Alguns dias atrás, a Igreja Católica do Paraguai pediu desculpas por ter - desastradamente - interferido no processo democrático do país ao pedir que o ex-presidente (também ex-bispo) Fernando Lugo deixasse o poder sem se contrapor ao impeachment-relâmpago que sofreu.
Parece que o novo tipo de golpe de Estado patrocinado pelo Congresso paraguaio significou mais que um revés na ingenuidade católica de fazer política por aqueles lados, e ameaça se imiscuir inclusive na liturgia romana.
Foi o que aconteceu esta semana, no último dia 6 de setembro, quando o atual presidente Federico Franco interrompeu a eucaristia celebrada pelo bispo de Misiones, Monsenhor Melanio Medina, durante missa realizada na paróquia de Villa Florida, no departamento de Misiones, a cerca de 250 km a sudeste da capital Asunción.
Durante a homilia, Monsenhor Medina criticou a medida governamental que autorizou a importação de sementes transgênicas de milho e algodão, dizendo que elas "são prejudiciais à vida e ao meio ambiente" e "podem causar a morte".
A investida do bispo contra a engenharia genética que recheia os cofres das multinacionais do setor não passou despercebida pelo presidente paraguaio, que participava da missa.
A exemplo de todo "bom" golpista latinoamericano que se preze, Federico Franco se levantou de sopetão, soltando um sonoro "Me permite, voy a explicar Monseñor", subiu ao altar e tomou de assalto o microfone da mão do bispo, ante a massiva surpresa de todos que acompanhavam o rito religioso.
Enquanto a hóstia esperava o momento de ser repartida, o mandatário paraguaio, microfone em punho, se dirigiu ao bispo dizendo: "se o senhor me apresentar um documento científico ou de um pesquisador que demonstrem que os transgênicos causam dano, reverei minha posição".
Federico Franco ainda passou alguns minutos defendendo os transgênicos - assim, gratuitamente, sem que ninguém lhe houvesse pedido ou dado procuração para tanto - e, para sorte do bispo, candidamente devolveu a este o microfone, o que não costuma acontecer quando eles tomam as cadeiras dos presidentes democraticamente eleitos da região.

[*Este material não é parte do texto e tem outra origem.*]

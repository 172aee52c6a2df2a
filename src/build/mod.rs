//! Build selection state: the seven slots, the live session around them, saved
//! snapshots and the guided-builder screen flow.

mod clock;
#[cfg(feature = "emitter")]
mod emitter;
mod event;
mod navigator;
mod saved;
mod selection;
mod session;
mod slot;

pub use clock::{Clock, FixedClock, SystemClock};
#[cfg(feature = "emitter")]
pub use emitter::SessionEmitter;
pub use event::SessionEvent;
pub use navigator::{BuilderNavigator, Screen};
pub use saved::{SavedBuild, SavedBuilds, SAVED_BUILDS_KEY};
pub use selection::BuildSelection;
pub use session::BuildSession;
pub use slot::Slot;
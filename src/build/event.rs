use serde::Serialize;

use super::Slot;

/// Something a [`BuildSession`](super::BuildSession) did, queued until drained.
#[derive(Debug, Clone, PartialEq, Eq, Serialize)]
#[serde(tag = "type", rename_all_fields = "camelCase")]
pub enum SessionEvent {
    ComponentSelected { slot: Slot, product_id: String },
    ComponentRemoved { slot: Slot },
    BuildSaved { build_id: String, name: String },
    BuildLoaded { build_id: String },
}

impl SessionEvent {
    pub fn event_type(&self) -> &'static str {
        match self {
            SessionEvent::ComponentSelected { .. } => "ComponentSelected",
            SessionEvent::ComponentRemoved { .. } => "ComponentRemoved",
            SessionEvent::BuildSaved { .. } => "BuildSaved",
            SessionEvent::BuildLoaded { .. } => "BuildLoaded",
        }
    }

    /// JSON form handed to listeners.
    pub fn payload(&self) -> String {
        serde_json::to_string(self).unwrap_or_default()
    }
}
use std::sync::atomic::{AtomicUsize, Ordering};

use part_picker::{KeyValueStore, StorageError};

/// Reads find nothing and every write fails.
#[derive(Default)]
pub struct FailingStore {
    pub writes: AtomicUsize,
}

impl FailingStore {
    pub fn attempted_writes(&self) -> usize {
        self.writes.load(Ordering::SeqCst)
    }
}

impl KeyValueStore for FailingStore {
    fn get(&self, _key: &str) -> Result<Option<String>, StorageError> {
        Err(StorageError::Io("disk unavailable".into()))
    }

    fn set(&self, _key: &str, _value: &str) -> Result<(), StorageError> {
        self.writes.fetch_add(1, Ordering::SeqCst);
        Err(StorageError::Io("disk full".into()))
    }

    fn remove(&self, _key: &str) -> Result<bool, StorageError> {
        Err(StorageError::Io("disk unavailable".into()))
    }
}
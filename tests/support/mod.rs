#![allow(dead_code)]

pub mod catalog;
pub mod store;
//! Small hand-written catalog with the part pairings the scenario tests need.

use part_picker::catalog::{CatalogIndex, CatalogSource, Document};
use serde_json::{json, Value};

fn product(id: &str, name: &str, category: &str, price: u64) -> Value {
    json!({
        "prodID": id,
        "prodName": name,
        "price": price,
        "categoryID": category,
        "smimageurl": format!("/images/{}.jpg", id),
        "bigimageurl": [],
        "timestamps": "2024-01-01T00:00:00Z",
        "averageRating": 4.0,
        "totalratingsRecieved": 1
    })
}

fn cpu(id: &str, socket: &str, tdp: u32) -> Value {
    json!({
        "prodID": id, "socketType": socket, "cores": 8, "threads": 16,
        "baseClock": 3.5, "boostClock": 5.0, "tdp": tdp, "hasIGPU": false,
        "cache": "32MB", "generation": "test"
    })
}

fn motherboard(id: &str, socket: &str, form_factor: &str) -> Value {
    json!({
        "prodID": id, "socketType": socket, "formFactor": form_factor, "ramType": "DDR5",
        "ramSlots": 4, "maxRamGb": 128, "maxRamSpeedMhz": 6000, "pcieSlots": 2,
        "m2Slots": 2, "sataPorts": 4, "hasWifi": true, "hasBluetooth": true
    })
}

fn gpu(id: &str, length_mm: u32, tdp: u32) -> Value {
    json!({
        "prodID": id, "chipset": "test", "vramGb": 12, "tdp": tdp, "pcieVersion": "PCIe 4.0",
        "length_mm": length_mm, "powerConnector": "1x 8-pin", "hasRayTracing": true,
        "coolingType": "Triple Fan"
    })
}

fn case(id: &str, form_factors: &str, max_gpu_mm: u32) -> Value {
    json!({
        "prodID": id, "formFactor": form_factors, "maxGpuLengthmm": max_gpu_mm,
        "maxCoolerHeightMm": 160, "supportedPsuTypes": "ATX", "driveBays25": 2,
        "driveBays35": 1, "hasRGB": false, "hasGlassPanel": true
    })
}

fn cooler(id: &str, kind: &str, sockets: &str, max_tdp: u32, radiator_mm: u32) -> Value {
    json!({
        "prodID": id, "coolerType": kind, "SupportedSocket": sockets, "fanSizeMm": 120,
        "radiatorSizeMm": radiator_mm, "maxTdpSupported": max_tdp, "hasRGB": false,
        "noiseLevelDB": 28.0
    })
}

fn psu(id: &str, wattage: u32) -> Value {
    json!({
        "prodID": id, "wattage": wattage, "efficiencyRating": "80+ Gold",
        "modularity": "Fully Modular", "formFactor": "ATX", "pciConnectors": 2
    })
}

fn storage(id: &str) -> Value {
    json!({
        "prodID": id, "storageType": "NVMe SSD", "capacityGB": 1000,
        "interface": "PCIe 4.0 x4", "formFactor": "M.2 2280", "readSpeed": 7000
    })
}

/// Raw documents, so tests can break them before indexing.
pub fn documents() -> Vec<(Document, Value)> {
    vec![
        (
            Document::Products,
            json!([
                product("CPU-INTEL", "Intel 65W", "CAT001", 20000),
                product("CPU-AMD", "AMD 105W", "CAT001", 30000),
                product("GPU-LONG", "GPU 330mm", "CAT002", 50000),
                product("GPU-SHORT", "GPU 300mm", "CAT002", 40000),
                product("MB-AM4-ATX", "AM4 ATX board", "CAT003", 15000),
                product("MB-1700-MATX", "LGA1700 mATX board", "CAT003", 12000),
                product("PSU-300", "300W", "CAT004", 4000),
                product("PSU-350", "350W", "CAT004", 4500),
                product("PSU-450", "450W", "CAT004", 5500),
                product("CASE-320", "Mid tower", "CAT005", 9000),
                product("CASE-ITX", "ITX box", "CAT005", 8000),
                product("COOLER-AIO", "360 AIO", "CAT006", 13000),
                product("COOLER-AIR", "AM4 tower", "CAT006", 3000),
                product("SSD-1TB", "1TB NVMe", "CAT007", 7000)
            ]),
        ),
        (
            Document::Cpus,
            json!([cpu("CPU-INTEL", "LGA1700", 65), cpu("CPU-AMD", "AM4", 105)]),
        ),
        (
            Document::Gpus,
            json!([gpu("GPU-LONG", 330, 200), gpu("GPU-SHORT", 300, 200)]),
        ),
        (
            Document::Motherboards,
            json!([
                motherboard("MB-AM4-ATX", "AM4", "ATX"),
                motherboard("MB-1700-MATX", "LGA1700", "Micro-ATX")
            ]),
        ),
        (
            Document::Psus,
            json!([psu("PSU-300", 300), psu("PSU-350", 350), psu("PSU-450", 450)]),
        ),
        (
            Document::Cases,
            json!([
                case("CASE-320", "ATX, Micro-ATX", 320),
                case("CASE-ITX", "Mini-ITX", 320)
            ]),
        ),
        (
            Document::Coolers,
            json!([
                cooler("COOLER-AIO", "AIO", "LGA1700/AM4", 250, 360),
                cooler("COOLER-AIR", "Air", "AM4", 95, 0)
            ]),
        ),
        (Document::Storage, json!([storage("SSD-1TB")])),
        (Document::Ratings, json!([])),
    ]
}

pub fn index_of(documents: Vec<(Document, Value)>) -> CatalogIndex {
    let source = documents
        .into_iter()
        .try_fold(CatalogSource::new(), |source, (document, value)| {
            source.with_document(document, &value.to_string())
        })
        .unwrap();
    CatalogIndex::build(source)
}

pub fn fixture() -> CatalogIndex {
    index_of(documents())
}
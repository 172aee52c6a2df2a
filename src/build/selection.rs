use serde::{Deserialize, Serialize};

use super::Slot;

/// The components picked so far. Always partial; nothing is required.
///
/// Serializes to the saved-build `components` layout: one optional id per singular
/// slot and a `storage` array.
#[derive(Debug, Clone, Default, PartialEq, Eq, Serialize, Deserialize)]
pub struct BuildSelection {
    #[serde(default, skip_serializing_if = "Option::is_none")]
    pub cpu: Option<String>,
    #[serde(default, skip_serializing_if = "Option::is_none")]
    pub motherboard: Option<String>,
    #[serde(default, skip_serializing_if = "Option::is_none")]
    pub gpu: Option<String>,
    #[serde(default, skip_serializing_if = "Option::is_none")]
    pub case: Option<String>,
    #[serde(default, skip_serializing_if = "Option::is_none")]
    pub cooler: Option<String>,
    #[serde(default, skip_serializing_if = "Option::is_none")]
    pub psu: Option<String>,
    #[serde(default)]
    pub storage: Vec<String>,
}

impl BuildSelection {
    pub fn new() -> Self {
        Self::default()
    }

    /// Singular slots are replaced; storage is appended to, duplicates included.
    pub fn select(&mut self, slot: Slot, product_id: impl Into<String>) {
        let product_id = product_id.into();
        match self.single_mut(slot) {
            Some(current) => *current = Some(product_id),
            None => self.storage.push(product_id),
        }
    }

    /// Clears a singular slot, or every storage device.
    pub fn remove(&mut self, slot: Slot) {
        match self.single_mut(slot) {
            Some(current) => *current = None,
            None => self.storage.clear(),
        }
    }

    /// Builder-style [`select`](Self::select).
    pub fn with(mut self, slot: Slot, product_id: impl Into<String>) -> Self {
        self.select(slot, product_id);
        self
    }

    /// The id in a singular slot. Always `None` for storage.
    pub fn get(&self, slot: Slot) -> Option<&str> {
        match slot {
            Slot::Cpu => self.cpu.as_deref(),
            Slot::Motherboard => self.motherboard.as_deref(),
            Slot::Gpu => self.gpu.as_deref(),
            Slot::Case => self.case.as_deref(),
            Slot::Cooler => self.cooler.as_deref(),
            Slot::Psu => self.psu.as_deref(),
            Slot::Storage => None,
        }
    }

    pub fn is_filled(&self, slot: Slot) -> bool {
        match slot {
            Slot::Storage => !self.storage.is_empty(),
            other => self.get(other).is_some(),
        }
    }

    pub fn is_complete(&self) -> bool {
        Slot::ORDER.into_iter().all(|slot| self.is_filled(slot))
    }

    pub fn is_empty(&self) -> bool {
        Slot::ORDER.into_iter().all(|slot| !self.is_filled(slot))
    }

    /// Every selected id with its slot, storage once per occurrence.
    pub fn entries(&self) -> Vec<(Slot, &str)> {
        let mut entries: Vec<(Slot, &str)> = Slot::ORDER
            .into_iter()
            .filter_map(|slot| self.get(slot).map(|id| (slot, id)))
            .collect();
        entries.extend(self.storage.iter().map(|id| (Slot::Storage, id.as_str())));
        entries
    }

    fn single_mut(&mut self, slot: Slot) -> Option<&mut Option<String>> {
        match slot {
            Slot::Cpu => Some(&mut self.cpu),
            Slot::Motherboard => Some(&mut self.motherboard),
            Slot::Gpu => Some(&mut self.gpu),
            Slot::Case => Some(&mut self.case),
            Slot::Cooler => Some(&mut self.cooler),
            Slot::Psu => Some(&mut self.psu),
            Slot::Storage => None,
        }
    }
}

Vendo que a missa desandava, ao Monsenhor Medina não restou outra alternativa senão por panos quentes no constrangimento causado, contemporizando na base do "vamos deixar este tema por aqui, mas há que revisar a utilização de sementes transgênicas".
Terminada a cerimônia, o bispo de Misiones esclareceu aos jornalistas presentes que não se havia incomodado com a inoportuna intervenção presidencial e disse ainda que "é normal aqui em Villa Florida que as missas sejam dialogadas e que as pessoas participem, isso é algo totalmente válido e a mim não me perturba", acrescentando que "costumamos inclusive incentivar as pessoas a falarem".
Monsenhor Medina não titubeou, entretanto, ao afirmar que é a primeira vez que um presidente o interrompe, reconhecendo que "eu estou acostumado a que falem, mas é a primeira vez que um presidente da República faz isso, já que também é a primeira vez que um deles assiste a uma missa que eu presido", deixando transparecer um suspiro de lamento pelo fato de que nem Fernando Lugo o havia brindado com essa honra quando ocupou o mais alto cargo do país.
Parece, contudo, que multinacionais do agronegócio têm muito mais poder no Paraguai do que a nossa vã filosofia, política ou teologia conseguem alcançar.
Manda quem pode, obedece quem tem juízo (mas não o juiz a seu favor)...
Manda quem pode, obedece quem tem juízo (mas não o juiz a seu favor)...
A fonte das informações acima é a ACIPrensa.